[Collected data]
== Segment start ==

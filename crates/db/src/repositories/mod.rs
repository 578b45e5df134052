//! Repository layer.
//!
//! Each repository is a zero-sized struct providing async methods that
//! accept `&PgPool` as the first argument and return `sqlx::Error`.

pub mod branch_repo;
pub mod client_repo;
pub mod dashboard_repo;
pub mod department_repo;
pub mod employee_repo;
pub mod material_repo;
pub mod project_material_repo;
pub mod project_repo;
pub mod report_repo;
pub mod role_repo;
pub mod supplier_material_repo;
pub mod supplier_repo;
pub mod work_assignment_repo;

pub use branch_repo::BranchRepo;
pub use client_repo::ClientRepo;
pub use dashboard_repo::DashboardRepo;
pub use department_repo::DepartmentRepo;
pub use employee_repo::EmployeeRepo;
pub use material_repo::MaterialRepo;
pub use project_material_repo::ProjectMaterialRepo;
pub use project_repo::ProjectRepo;
pub use report_repo::ReportRepo;
pub use role_repo::RoleRepo;
pub use supplier_material_repo::SupplierMaterialRepo;
pub use supplier_repo::SupplierRepo;
pub use work_assignment_repo::WorkAssignmentRepo;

== Segment end ==

Reproduce the lines of the entries above exactly, but only from the line containing "pub mod supplier_material_repo;" through the final line.

_SOLUTION_:
pub mod supplier_material_repo;
pub mod supplier_repo;
pub mod work_assignment_repo;

pub use branch_repo::BranchRepo;
pub use client_repo::ClientRepo;
pub use dashboard_repo::DashboardRepo;
pub use department_repo::DepartmentRepo;
pub use employee_repo::EmployeeRepo;
pub use material_repo::MaterialRepo;
pub use project_material_repo::ProjectMaterialRepo;
pub use project_repo::ProjectRepo;
pub use report_repo::ReportRepo;
pub use role_repo::RoleRepo;
pub use supplier_material_repo::SupplierMaterialRepo;
pub use supplier_repo::SupplierRepo;
pub use work_assignment_repo::WorkAssignmentRepo;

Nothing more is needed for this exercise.